(Stored entries)
=-=-=

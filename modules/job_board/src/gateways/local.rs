use async_trait::async_trait;
use std::sync::Arc;
use uuid::Uuid;

use crate::contract::{
    client::JobBoardApi,
    error::JobBoardError,
    model::{
        Application, ApplicationPatch, ApplicationWithJob, AuthSession, Company, CompanyPatch,
        Job, JobFilter, JobPatch, JobWithCompany, NewCompany, NewJob, NewUser, Principal, User,
        UserPatch,
    },
};
use crate::domain::service::Service;

/// Local implementation of the JobBoardApi trait that delegates to the domain service
pub struct JobBoardLocalClient {
    service: Arc<Service>,
}

impl JobBoardLocalClient {
    pub fn new(service: Arc<Service>) -> Self {
        Self { service }
    }
}

#[async_trait]
impl JobBoardApi for JobBoardLocalClient {
    async fn register(&self, new_user: NewUser) -> Result<AuthSession, JobBoardError> {
        self.service.register(new_user).await.map_err(Into::into)
    }

    async fn login(&self, email: &str, password: &str) -> Result<AuthSession, JobBoardError> {
        self.service.login(email, password).await.map_err(Into::into)
    }

    fn authenticate(&self, token: &str) -> Result<Principal, JobBoardError> {
        self.service.authenticate(token).map_err(Into::into)
    }

    async fn current_user(&self, principal: &Principal) -> Result<User, JobBoardError> {
        self.service.current_user(principal).await.map_err(Into::into)
    }

    async fn update_profile(
        &self,
        principal: &Principal,
        patch: UserPatch,
    ) -> Result<User, JobBoardError> {
        self.service
            .update_profile(principal, patch)
            .await
            .map_err(Into::into)
    }

    async fn create_company(
        &self,
        principal: &Principal,
        new_company: NewCompany,
    ) -> Result<Company, JobBoardError> {
        self.service
            .create_company(principal, new_company)
            .await
            .map_err(Into::into)
    }

    async fn update_company(
        &self,
        principal: &Principal,
        id: Uuid,
        patch: CompanyPatch,
    ) -> Result<Company, JobBoardError> {
        self.service
            .update_company(principal, id, patch)
            .await
            .map_err(Into::into)
    }

    async fn list_my_companies(
        &self,
        principal: &Principal,
    ) -> Result<Vec<Company>, JobBoardError> {
        self.service
            .list_my_companies(principal)
            .await
            .map_err(Into::into)
    }

    async fn search_jobs(&self, filter: JobFilter) -> Result<Vec<JobWithCompany>, JobBoardError> {
        self.service.search_jobs(filter).await.map_err(Into::into)
    }

    async fn get_job(&self, id: Uuid) -> Result<JobWithCompany, JobBoardError> {
        self.service.get_job(id).await.map_err(Into::into)
    }

    async fn create_job(
        &self,
        principal: &Principal,
        new_job: NewJob,
    ) -> Result<Job, JobBoardError> {
        self.service
            .create_job(principal, new_job)
            .await
            .map_err(Into::into)
    }

    async fn update_job(
        &self,
        principal: &Principal,
        id: Uuid,
        patch: JobPatch,
    ) -> Result<Job, JobBoardError> {
        self.service
            .update_job(principal, id, patch)
            .await
            .map_err(Into::into)
    }

    async fn delete_job(&self, principal: &Principal, id: Uuid) -> Result<(), JobBoardError> {
        self.service
            .delete_job(principal, id)
            .await
            .map_err(Into::into)
    }

    async fn list_employer_jobs(
        &self,
        principal: &Principal,
    ) -> Result<Vec<JobWithCompany>, JobBoardError> {
        self.service
            .list_employer_jobs(principal)
            .await
            .map_err(Into::into)
    }

    async fn apply(
        &self,
        principal: &Principal,
        job_id: Uuid,
        cover_letter: Option<String>,
    ) -> Result<Application, JobBoardError> {
        self.service
            .apply(principal, job_id, cover_letter)
            .await
            .map_err(Into::into)
    }

    async fn list_my_applications(
        &self,
        principal: &Principal,
    ) -> Result<Vec<ApplicationWithJob>, JobBoardError> {
        self.service
            .list_my_applications(principal)
            .await
            .map_err(Into::into)
    }

    async fn list_employer_applications(
        &self,
        principal: &Principal,
    ) -> Result<Vec<ApplicationWithJob>, JobBoardError> {
        self.service
            .list_employer_applications(principal)
            .await
            .map_err(Into::into)
    }

    async fn list_job_applications(
        &self,
        principal: &Principal,
        job_id: Uuid,
    ) -> Result<Vec<Application>, JobBoardError> {
        self.service
            .list_job_applications(principal, job_id)
            .await
            .map_err(Into::into)
    }

    async fn update_application(
        &self,
        principal: &Principal,
        id: Uuid,
        patch: ApplicationPatch,
    ) -> Result<Application, JobBoardError> {
        self.service
            .update_application(principal, id, patch)
            .await
            .map_err(Into::into)
    }
}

=-=-=

A complete, exact copy of the entries is required.

RESPONSE TO THE EXERCISE –
filename modules/job_board/src/gateways/local.rs
use async_trait::async_trait;
use std::sync::Arc;
use uuid::Uuid;

use crate::contract::{
    client::JobBoardApi,
    error::JobBoardError,
    model::{
        Application, ApplicationPatch, ApplicationWithJob, AuthSession, Company, CompanyPatch,
        Job, JobFilter, JobPatch, JobWithCompany, NewCompany, NewJob, NewUser, Principal, User,
        UserPatch,
    },
};
use crate::domain::service::Service;

/// Local implementation of the JobBoardApi trait that delegates to the domain service
pub struct JobBoardLocalClient {
    service: Arc<Service>,
}

impl JobBoardLocalClient {
    pub fn new(service: Arc<Service>) -> Self {
        Self { service }
    }
}

#[async_trait]
impl JobBoardApi for JobBoardLocalClient {
    async fn register(&self, new_user: NewUser) -> Result<AuthSession, JobBoardError> {
        self.service.register(new_user).await.map_err(Into::into)
    }

    async fn login(&self, email: &str, password: &str) -> Result<AuthSession, JobBoardError> {
        self.service.login(email, password).await.map_err(Into::into)
    }

    fn authenticate(&self, token: &str) -> Result<Principal, JobBoardError> {
        self.service.authenticate(token).map_err(Into::into)
    }

    async fn current_user(&self, principal: &Principal) -> Result<User, JobBoardError> {
        self.service.current_user(principal).await.map_err(Into::into)
    }

    async fn update_profile(
        &self,
        principal: &Principal,
        patch: UserPatch,
    ) -> Result<User, JobBoardError> {
        self.service
            .update_profile(principal, patch)
            .await
            .map_err(Into::into)
    }

    async fn create_company(
        &self,
        principal: &Principal,
        new_company: NewCompany,
    ) -> Result<Company, JobBoardError> {
        self.service
            .create_company(principal, new_company)
            .await
            .map_err(Into::into)
    }

    async fn update_company(
        &self,
        principal: &Principal,
        id: Uuid,
        patch: CompanyPatch,
    ) -> Result<Company, JobBoardError> {
        self.service
            .update_company(principal, id, patch)
            .await
            .map_err(Into::into)
    }

    async fn list_my_companies(
        &self,
        principal: &Principal,
    ) -> Result<Vec<Company>, JobBoardError> {
        self.service
            .list_my_companies(principal)
            .await
            .map_err(Into::into)
    }

    async fn search_jobs(&self, filter: JobFilter) -> Result<Vec<JobWithCompany>, JobBoardError> {
        self.service.search_jobs(filter).await.map_err(Into::into)
    }

    async fn get_job(&self, id: Uuid) -> Result<JobWithCompany, JobBoardError> {
        self.service.get_job(id).await.map_err(Into::into)
    }

    async fn create_job(
        &self,
        principal: &Principal,
        new_job: NewJob,
    ) -> Result<Job, JobBoardError> {
        self.service
            .create_job(principal, new_job)
            .await
            .map_err(Into::into)
    }

    async fn update_job(
        &self,
        principal: &Principal,
        id: Uuid,
        patch: JobPatch,
    ) -> Result<Job, JobBoardError> {
        self.service
            .update_job(principal, id, patch)
            .await
            .map_err(Into::into)
    }

    async fn delete_job(&self, principal: &Principal, id: Uuid) -> Result<(), JobBoardError> {
        self.service
            .delete_job(principal, id)
            .await
            .map_err(Into::into)
    }

    async fn list_employer_jobs(
        &self,
        principal: &Principal,
    ) -> Result<Vec<JobWithCompany>, JobBoardError> {
        self.service
            .list_employer_jobs(principal)
            .await
            .map_err(Into::into)
    }

    async fn apply(
        &self,
        principal: &Principal,
        job_id: Uuid,
        cover_letter: Option<String>,
    ) -> Result<Application, JobBoardError> {
        self.service
            .apply(principal, job_id, cover_letter)
            .await
            .map_err(Into::into)
    }

    async fn list_my_applications(
        &self,
        principal: &Principal,
    ) -> Result<Vec<ApplicationWithJob>, JobBoardError> {
        self.service
            .list_my_applications(principal)
            .await
            .map_err(Into::into)
    }

    async fn list_employer_applications(
        &self,
        principal: &Principal,
    ) -> Result<Vec<ApplicationWithJob>, JobBoardError> {
        self.service
            .list_employer_applications(principal)
            .await
            .map_err(Into::into)
    }

    async fn list_job_applications(
        &self,
        principal: &Principal,
        job_id: Uuid,
    ) -> Result<Vec<Application>, JobBoardError> {
        self.service
            .list_job_applications(principal, job_id)
            .await
            .map_err(Into::into)
    }

    async fn update_application(
        &self,
        principal: &Principal,
        id: Uuid,
        patch: ApplicationPatch,
    ) -> Result<Application, JobBoardError> {
        self.service
            .update_application(principal, id, patch)
            .await
            .map_err(Into::into)
    }
}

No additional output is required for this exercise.